● Directions for this task
Determine the number of lines in the data below that hold "CollectiveError"; give nothing but that number.

● Dataset entries
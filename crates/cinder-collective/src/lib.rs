//! Collective operations for data-parallel training with Burn.
//!
//! A training run is made of `size` workers, each identified by its rank. Workers
//! talk to each other only through a [Communicator]: gradients are averaged before
//! every optimizer step, the initial parameters are broadcast from rank 0 and the
//! epoch metrics are averaged so that every rank reports the same numbers.

mod communicator;
mod error;
#[cfg(feature = "local-group")]
mod local;
mod metrics;
mod module;

pub use communicator::*;
pub use error::CollectiveError;
#[cfg(feature = "local-group")]
pub use local::{LocalGroup, LocalPeer};
pub use metrics::average_metrics;
pub use module::{average_gradients, broadcast_module, DistributedOptimizer};

use std::sync::Arc;

/// Returns true when this build can run more than one worker.
pub fn is_available() -> bool {
    cfg!(feature = "local-group")
}

/// Creates one communicator per worker of a group of `world_size` workers.
///
/// The returned vector is indexed by rank. When no collective backend was compiled
/// in, a single [Standalone] communicator is returned whatever the requested size.
pub fn init(world_size: usize) -> Result<Vec<Arc<dyn Communicator>>, CollectiveError> {
    if world_size == 0 {
        return Err(CollectiveError::InvalidWorldSize(world_size));
    }

    if !is_available() {
        println!("Could not find a collective backend, will do things sequentially");
        return Ok(vec![Arc::new(Standalone)]);
    }

    if world_size == 1 {
        log::debug!("Single worker requested, using the standalone communicator");
        return Ok(vec![Arc::new(Standalone)]);
    }

    Ok(group(world_size))
}

#[cfg(feature = "local-group")]
fn group(world_size: usize) -> Vec<Arc<dyn Communicator>> {
    log::info!("Creating a local group of {world_size} workers");
    LocalGroup::new(world_size)
        .into_peers()
        .into_iter()
        .map(|peer| Arc::new(peer) as Arc<dyn Communicator>)
        .collect()
}

#[cfg(not(feature = "local-group"))]
fn group(_world_size: usize) -> Vec<Arc<dyn Communicator>> {
    vec![Arc::new(Standalone)]
}

#[cfg(test)]
mod tests {
    use super::*;

    #[test]
    fn init_rejects_empty_group() {
        assert!(matches!(
            init(0),
            Err(CollectiveError::InvalidWorldSize(0))
        ));
    }

    #[test]
    fn init_single_worker_is_standalone() {
        let comms = init(1).unwrap();

        assert_eq!(comms.len(), 1);
        assert_eq!(comms[0].rank(), 0);
        assert_eq!(comms[0].size(), 1);
    }

    #[cfg(feature = "local-group")]
    #[test]
    fn init_assigns_ranks_in_order() {
        let comms = init(3).unwrap();

        let ranks: Vec<_> = comms.iter().map(|comm| comm.rank()).collect();
        assert_eq!(ranks, vec![0, 1, 2]);
        assert!(comms.iter().all(|comm| comm.size() == 3));
    }

    #[cfg(not(feature = "local-group"))]
    #[test]
    fn init_falls_back_to_sequential() {
        let comms = init(4).unwrap();

        assert_eq!(comms.len(), 1);
        assert_eq!(comms[0].rank(), 0);
        assert_eq!(comms[0].size(), 1);
    }
}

● Final answer
4